# Work to complete
The word "push" marks the lines to find; copy every such line from the data below.

*** Dataset entries ***

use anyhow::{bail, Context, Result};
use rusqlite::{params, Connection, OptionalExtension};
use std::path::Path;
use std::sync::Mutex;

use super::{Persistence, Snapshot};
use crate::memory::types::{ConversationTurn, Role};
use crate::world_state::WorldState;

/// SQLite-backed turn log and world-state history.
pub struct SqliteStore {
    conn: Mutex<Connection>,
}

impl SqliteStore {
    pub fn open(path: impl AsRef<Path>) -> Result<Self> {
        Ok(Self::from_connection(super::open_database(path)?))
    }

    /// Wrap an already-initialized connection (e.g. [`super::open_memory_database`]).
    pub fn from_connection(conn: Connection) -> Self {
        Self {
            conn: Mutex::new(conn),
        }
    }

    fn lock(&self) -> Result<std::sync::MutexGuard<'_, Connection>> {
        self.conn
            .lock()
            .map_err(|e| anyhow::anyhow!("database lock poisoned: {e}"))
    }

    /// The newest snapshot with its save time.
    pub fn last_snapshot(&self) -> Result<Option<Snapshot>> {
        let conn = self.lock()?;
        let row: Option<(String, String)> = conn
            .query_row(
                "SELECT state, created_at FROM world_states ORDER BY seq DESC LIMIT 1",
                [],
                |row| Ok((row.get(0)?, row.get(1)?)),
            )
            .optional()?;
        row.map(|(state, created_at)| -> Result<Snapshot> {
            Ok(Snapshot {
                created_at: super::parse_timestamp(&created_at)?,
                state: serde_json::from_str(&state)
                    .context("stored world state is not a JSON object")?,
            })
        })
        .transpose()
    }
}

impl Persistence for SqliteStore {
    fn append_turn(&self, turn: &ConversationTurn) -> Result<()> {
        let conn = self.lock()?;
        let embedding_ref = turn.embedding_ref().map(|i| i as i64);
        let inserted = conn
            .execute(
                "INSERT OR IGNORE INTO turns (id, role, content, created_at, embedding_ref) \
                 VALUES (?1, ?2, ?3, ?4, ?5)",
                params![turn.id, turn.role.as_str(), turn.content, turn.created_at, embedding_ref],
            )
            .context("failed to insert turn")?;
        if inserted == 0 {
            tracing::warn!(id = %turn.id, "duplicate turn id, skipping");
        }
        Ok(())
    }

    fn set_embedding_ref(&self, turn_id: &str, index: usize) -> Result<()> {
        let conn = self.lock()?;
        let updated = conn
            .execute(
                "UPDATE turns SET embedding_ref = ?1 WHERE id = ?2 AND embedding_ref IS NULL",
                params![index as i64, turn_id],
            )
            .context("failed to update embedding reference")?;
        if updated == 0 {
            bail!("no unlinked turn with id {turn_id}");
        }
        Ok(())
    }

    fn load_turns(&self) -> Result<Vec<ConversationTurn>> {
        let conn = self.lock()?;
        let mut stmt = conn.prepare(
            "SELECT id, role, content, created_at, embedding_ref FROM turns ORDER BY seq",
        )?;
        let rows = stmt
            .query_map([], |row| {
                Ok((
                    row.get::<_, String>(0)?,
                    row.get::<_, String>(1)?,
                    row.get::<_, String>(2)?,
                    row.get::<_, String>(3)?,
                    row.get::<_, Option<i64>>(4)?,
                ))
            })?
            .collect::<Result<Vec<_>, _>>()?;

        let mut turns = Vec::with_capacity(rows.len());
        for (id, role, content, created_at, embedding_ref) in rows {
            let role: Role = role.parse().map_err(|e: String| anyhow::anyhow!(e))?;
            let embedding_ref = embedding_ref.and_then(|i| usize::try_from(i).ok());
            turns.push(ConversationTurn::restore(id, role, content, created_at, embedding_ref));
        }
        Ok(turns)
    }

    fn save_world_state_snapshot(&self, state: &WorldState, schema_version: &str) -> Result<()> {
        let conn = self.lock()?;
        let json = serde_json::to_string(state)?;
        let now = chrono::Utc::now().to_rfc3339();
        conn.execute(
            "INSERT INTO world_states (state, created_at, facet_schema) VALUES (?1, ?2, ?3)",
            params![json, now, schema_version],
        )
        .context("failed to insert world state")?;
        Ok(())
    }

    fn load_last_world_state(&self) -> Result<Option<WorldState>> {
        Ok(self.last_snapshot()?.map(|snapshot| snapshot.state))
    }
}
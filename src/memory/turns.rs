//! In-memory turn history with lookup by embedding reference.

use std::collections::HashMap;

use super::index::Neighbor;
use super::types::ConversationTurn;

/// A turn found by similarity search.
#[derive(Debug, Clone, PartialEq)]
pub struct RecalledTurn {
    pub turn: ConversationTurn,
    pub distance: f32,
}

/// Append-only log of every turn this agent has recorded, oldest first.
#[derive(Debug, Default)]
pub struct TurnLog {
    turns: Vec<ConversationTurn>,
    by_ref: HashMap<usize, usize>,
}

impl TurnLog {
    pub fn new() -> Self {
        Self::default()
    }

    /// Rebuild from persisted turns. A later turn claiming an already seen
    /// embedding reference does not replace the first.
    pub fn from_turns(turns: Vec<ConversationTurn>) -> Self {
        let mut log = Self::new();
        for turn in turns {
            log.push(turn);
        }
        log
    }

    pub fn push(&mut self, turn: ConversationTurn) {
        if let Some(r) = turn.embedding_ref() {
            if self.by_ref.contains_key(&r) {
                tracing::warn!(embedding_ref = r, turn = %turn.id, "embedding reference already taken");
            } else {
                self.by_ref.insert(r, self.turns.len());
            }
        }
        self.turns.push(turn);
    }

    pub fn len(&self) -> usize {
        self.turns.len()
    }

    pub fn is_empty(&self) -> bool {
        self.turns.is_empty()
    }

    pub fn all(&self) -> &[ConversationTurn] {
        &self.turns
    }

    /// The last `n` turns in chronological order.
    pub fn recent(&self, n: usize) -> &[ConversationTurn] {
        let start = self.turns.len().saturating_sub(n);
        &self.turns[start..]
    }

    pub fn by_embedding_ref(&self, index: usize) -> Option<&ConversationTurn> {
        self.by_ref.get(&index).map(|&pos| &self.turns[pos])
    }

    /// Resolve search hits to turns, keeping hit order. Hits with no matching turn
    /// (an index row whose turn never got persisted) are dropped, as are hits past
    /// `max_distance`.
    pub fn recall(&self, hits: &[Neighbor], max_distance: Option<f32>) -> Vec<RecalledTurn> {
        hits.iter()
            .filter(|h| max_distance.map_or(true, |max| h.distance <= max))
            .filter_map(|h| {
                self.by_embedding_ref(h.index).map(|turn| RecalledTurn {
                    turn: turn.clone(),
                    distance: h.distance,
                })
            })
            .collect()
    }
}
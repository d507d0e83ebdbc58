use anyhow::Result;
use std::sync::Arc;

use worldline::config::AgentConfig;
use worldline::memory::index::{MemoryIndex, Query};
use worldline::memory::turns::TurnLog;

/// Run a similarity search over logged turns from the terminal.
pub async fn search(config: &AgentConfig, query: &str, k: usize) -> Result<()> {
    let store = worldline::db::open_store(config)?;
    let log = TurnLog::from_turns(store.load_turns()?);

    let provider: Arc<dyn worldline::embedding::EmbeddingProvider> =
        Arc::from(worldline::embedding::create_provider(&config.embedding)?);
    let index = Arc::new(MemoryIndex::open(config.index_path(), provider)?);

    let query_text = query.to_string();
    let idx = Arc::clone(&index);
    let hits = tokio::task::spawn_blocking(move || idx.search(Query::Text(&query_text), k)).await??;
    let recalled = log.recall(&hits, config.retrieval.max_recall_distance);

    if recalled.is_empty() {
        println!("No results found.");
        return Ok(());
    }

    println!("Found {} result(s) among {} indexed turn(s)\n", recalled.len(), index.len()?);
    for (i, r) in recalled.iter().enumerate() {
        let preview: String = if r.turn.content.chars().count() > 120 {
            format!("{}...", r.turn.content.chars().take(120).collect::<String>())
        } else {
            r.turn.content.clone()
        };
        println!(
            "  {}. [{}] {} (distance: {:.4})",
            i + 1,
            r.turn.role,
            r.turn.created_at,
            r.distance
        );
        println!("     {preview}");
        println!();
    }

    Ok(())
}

*** End of Dataset entries ***
*** Dataset entries ***

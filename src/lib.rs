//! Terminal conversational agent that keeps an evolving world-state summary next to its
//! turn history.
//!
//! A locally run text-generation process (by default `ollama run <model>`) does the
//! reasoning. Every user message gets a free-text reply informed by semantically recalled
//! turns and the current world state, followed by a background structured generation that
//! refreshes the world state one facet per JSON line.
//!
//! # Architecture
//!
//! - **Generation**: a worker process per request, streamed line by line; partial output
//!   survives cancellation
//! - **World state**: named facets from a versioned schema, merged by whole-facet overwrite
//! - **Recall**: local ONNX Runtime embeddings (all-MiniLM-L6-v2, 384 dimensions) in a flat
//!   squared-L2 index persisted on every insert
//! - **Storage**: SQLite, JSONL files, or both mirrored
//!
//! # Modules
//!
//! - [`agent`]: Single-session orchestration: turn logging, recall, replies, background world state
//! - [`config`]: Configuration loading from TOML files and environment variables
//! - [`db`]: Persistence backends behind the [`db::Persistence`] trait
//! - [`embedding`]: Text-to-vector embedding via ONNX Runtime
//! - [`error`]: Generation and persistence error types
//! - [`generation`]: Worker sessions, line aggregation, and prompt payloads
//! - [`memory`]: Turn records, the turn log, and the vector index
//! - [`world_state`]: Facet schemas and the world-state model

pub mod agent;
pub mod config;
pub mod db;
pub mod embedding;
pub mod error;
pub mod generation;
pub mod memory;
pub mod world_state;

*** End of Dataset entries ***

# Answer space
            turns.push(ConversationTurn::restore(id, role, content, created_at, embedding_ref));
            log.push(turn);
    pub fn push(&mut self, turn: ConversationTurn) {
        self.turns.push(turn);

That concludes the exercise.